### EXERCISE
Examine each line of the data. Copy those that contain the string "where".

### DATA SUPPLIED

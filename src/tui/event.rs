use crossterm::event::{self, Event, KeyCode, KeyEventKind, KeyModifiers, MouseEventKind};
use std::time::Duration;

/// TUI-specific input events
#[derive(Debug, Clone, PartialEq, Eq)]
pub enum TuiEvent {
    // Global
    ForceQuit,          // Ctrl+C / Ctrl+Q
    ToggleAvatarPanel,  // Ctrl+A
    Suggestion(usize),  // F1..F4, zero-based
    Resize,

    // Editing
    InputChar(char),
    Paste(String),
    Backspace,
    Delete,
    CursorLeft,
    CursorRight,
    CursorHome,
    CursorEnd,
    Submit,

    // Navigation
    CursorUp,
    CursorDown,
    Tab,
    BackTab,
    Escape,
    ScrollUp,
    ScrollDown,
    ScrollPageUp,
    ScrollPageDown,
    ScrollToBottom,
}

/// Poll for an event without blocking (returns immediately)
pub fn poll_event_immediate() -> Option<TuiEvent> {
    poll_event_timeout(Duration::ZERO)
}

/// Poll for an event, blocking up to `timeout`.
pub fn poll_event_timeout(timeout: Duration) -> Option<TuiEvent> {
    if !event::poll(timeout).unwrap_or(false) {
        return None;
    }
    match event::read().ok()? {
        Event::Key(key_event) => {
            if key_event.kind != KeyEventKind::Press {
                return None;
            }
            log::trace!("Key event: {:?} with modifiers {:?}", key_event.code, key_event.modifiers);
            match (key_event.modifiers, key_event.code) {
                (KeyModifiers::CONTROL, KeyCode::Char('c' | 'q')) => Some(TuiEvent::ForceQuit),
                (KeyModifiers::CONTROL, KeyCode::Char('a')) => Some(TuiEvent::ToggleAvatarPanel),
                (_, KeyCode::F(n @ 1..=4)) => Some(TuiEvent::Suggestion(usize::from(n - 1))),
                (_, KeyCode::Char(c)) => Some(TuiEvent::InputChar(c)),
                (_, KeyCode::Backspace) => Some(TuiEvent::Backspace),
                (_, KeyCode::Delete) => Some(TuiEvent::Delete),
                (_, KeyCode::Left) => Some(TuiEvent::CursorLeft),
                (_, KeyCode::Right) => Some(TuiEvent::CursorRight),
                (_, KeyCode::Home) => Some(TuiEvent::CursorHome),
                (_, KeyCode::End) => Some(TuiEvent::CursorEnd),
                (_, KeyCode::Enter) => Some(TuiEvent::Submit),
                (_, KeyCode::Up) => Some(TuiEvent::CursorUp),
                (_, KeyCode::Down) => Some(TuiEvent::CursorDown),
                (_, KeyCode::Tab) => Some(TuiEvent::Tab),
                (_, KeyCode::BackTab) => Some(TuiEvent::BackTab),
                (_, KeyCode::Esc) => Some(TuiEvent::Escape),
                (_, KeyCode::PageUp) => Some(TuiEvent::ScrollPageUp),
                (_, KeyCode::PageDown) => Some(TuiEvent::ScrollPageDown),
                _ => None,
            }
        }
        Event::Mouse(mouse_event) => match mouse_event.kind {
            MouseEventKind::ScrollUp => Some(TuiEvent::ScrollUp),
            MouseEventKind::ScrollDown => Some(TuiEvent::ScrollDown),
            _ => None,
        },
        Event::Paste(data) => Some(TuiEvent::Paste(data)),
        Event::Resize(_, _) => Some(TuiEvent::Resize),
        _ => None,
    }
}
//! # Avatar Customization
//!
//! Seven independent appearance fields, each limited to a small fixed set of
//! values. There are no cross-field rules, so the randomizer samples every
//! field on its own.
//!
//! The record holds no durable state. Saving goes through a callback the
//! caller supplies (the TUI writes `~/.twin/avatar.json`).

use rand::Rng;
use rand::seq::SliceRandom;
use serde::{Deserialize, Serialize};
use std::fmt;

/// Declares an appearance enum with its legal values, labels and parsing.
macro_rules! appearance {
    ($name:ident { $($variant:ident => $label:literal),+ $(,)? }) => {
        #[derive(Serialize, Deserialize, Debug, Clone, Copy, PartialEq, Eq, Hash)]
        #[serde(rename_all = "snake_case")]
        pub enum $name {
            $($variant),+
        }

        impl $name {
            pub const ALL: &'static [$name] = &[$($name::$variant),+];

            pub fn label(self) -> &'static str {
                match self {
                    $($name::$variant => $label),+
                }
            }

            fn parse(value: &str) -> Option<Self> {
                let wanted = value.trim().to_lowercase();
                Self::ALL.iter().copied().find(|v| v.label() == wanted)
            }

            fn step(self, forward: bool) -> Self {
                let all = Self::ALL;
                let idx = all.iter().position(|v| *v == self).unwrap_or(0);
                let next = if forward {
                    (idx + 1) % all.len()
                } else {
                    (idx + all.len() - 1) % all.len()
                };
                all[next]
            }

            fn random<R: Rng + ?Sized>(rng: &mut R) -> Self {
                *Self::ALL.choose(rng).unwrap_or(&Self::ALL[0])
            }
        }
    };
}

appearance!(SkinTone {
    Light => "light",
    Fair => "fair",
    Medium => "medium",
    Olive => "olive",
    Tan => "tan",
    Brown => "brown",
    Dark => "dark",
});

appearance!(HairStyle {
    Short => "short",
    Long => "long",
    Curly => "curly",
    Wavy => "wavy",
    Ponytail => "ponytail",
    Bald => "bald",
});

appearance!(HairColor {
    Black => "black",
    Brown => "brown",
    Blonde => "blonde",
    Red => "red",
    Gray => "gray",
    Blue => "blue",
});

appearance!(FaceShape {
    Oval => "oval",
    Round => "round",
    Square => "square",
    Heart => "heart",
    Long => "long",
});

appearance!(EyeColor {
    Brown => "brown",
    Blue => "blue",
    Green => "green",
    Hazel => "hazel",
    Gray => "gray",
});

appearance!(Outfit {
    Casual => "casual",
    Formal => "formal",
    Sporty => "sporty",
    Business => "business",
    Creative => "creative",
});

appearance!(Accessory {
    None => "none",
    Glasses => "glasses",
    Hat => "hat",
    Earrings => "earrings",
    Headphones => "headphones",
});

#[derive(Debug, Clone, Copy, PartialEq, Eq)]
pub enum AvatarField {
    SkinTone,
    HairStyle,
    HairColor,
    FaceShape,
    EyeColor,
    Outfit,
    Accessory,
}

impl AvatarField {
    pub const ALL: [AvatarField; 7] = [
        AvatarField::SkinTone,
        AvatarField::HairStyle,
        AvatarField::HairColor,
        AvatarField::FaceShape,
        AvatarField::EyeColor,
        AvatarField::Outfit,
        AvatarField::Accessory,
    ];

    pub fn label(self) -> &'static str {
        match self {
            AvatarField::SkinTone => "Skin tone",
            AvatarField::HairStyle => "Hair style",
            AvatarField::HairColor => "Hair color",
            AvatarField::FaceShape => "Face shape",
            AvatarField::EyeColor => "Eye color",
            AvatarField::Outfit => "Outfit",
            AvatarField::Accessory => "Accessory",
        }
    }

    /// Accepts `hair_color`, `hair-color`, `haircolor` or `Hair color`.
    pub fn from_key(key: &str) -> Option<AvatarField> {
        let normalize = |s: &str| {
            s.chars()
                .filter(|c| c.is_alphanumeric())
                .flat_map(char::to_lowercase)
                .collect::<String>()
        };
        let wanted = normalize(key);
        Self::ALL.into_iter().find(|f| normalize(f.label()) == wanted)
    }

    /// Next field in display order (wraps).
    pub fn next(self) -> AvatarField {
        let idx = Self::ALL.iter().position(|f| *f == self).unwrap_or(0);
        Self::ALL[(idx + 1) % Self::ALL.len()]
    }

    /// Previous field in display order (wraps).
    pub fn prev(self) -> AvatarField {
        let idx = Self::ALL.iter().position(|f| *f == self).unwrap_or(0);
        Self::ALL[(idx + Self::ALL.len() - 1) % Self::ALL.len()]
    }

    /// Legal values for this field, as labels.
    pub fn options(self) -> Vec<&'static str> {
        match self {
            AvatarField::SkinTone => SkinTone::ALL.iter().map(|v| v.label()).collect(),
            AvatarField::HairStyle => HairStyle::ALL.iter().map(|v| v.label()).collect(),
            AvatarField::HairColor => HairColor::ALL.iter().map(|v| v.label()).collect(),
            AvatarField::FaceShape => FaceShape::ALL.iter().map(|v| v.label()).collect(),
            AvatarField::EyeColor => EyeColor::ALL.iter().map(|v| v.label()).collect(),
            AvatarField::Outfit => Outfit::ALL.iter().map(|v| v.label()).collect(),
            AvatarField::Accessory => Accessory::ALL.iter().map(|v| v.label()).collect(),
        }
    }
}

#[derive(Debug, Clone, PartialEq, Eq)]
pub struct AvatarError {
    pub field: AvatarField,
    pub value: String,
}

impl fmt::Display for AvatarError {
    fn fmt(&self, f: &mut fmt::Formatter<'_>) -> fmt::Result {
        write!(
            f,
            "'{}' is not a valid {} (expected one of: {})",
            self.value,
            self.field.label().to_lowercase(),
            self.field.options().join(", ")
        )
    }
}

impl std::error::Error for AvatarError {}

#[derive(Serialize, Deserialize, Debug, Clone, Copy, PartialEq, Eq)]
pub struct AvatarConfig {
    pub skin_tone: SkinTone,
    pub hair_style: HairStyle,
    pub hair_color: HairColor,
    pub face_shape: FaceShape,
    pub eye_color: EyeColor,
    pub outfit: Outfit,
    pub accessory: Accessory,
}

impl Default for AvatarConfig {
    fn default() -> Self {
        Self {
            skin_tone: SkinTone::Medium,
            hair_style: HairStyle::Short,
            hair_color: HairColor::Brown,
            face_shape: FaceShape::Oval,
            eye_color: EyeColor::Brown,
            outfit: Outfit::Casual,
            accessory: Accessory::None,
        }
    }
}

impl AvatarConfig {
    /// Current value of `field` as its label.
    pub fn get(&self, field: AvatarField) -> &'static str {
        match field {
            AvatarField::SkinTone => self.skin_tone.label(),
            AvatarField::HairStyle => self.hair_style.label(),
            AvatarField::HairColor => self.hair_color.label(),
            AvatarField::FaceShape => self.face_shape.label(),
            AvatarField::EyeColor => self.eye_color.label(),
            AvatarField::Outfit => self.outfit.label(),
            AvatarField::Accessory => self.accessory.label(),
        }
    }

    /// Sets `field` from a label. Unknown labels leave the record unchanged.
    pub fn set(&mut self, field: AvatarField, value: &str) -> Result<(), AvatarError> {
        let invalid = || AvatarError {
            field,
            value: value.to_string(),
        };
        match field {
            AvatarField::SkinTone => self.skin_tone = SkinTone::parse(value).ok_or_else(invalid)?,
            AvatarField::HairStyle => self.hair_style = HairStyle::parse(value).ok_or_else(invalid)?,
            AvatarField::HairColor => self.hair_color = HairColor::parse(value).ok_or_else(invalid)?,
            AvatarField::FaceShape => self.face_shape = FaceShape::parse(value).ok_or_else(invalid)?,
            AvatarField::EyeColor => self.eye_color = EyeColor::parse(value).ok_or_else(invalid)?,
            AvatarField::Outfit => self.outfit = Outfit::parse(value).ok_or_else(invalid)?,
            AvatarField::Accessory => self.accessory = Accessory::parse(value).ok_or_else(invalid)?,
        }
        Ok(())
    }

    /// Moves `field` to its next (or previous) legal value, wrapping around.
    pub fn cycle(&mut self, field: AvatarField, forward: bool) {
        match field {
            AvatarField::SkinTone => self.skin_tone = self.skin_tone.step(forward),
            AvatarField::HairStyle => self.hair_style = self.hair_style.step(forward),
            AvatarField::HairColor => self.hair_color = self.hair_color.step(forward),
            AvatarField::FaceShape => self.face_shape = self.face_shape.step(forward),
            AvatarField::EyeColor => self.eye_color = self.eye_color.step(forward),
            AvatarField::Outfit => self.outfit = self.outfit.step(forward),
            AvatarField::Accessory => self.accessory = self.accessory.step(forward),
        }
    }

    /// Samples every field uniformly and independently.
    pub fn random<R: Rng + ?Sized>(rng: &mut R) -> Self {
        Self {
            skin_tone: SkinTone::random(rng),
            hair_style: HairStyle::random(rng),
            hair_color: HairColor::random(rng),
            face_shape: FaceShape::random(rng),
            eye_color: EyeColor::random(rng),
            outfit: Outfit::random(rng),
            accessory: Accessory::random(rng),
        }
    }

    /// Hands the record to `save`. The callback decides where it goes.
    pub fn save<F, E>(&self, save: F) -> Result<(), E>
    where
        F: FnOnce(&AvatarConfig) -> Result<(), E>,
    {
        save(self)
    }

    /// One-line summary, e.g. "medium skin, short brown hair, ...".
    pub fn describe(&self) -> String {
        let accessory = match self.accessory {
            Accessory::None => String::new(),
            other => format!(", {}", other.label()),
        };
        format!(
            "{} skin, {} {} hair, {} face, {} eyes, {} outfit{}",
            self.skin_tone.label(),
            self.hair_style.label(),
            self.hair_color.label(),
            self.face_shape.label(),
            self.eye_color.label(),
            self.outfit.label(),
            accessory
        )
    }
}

### YOUR RESPONSE
    /// Hands the record to `save`. The callback decides where it goes.
    where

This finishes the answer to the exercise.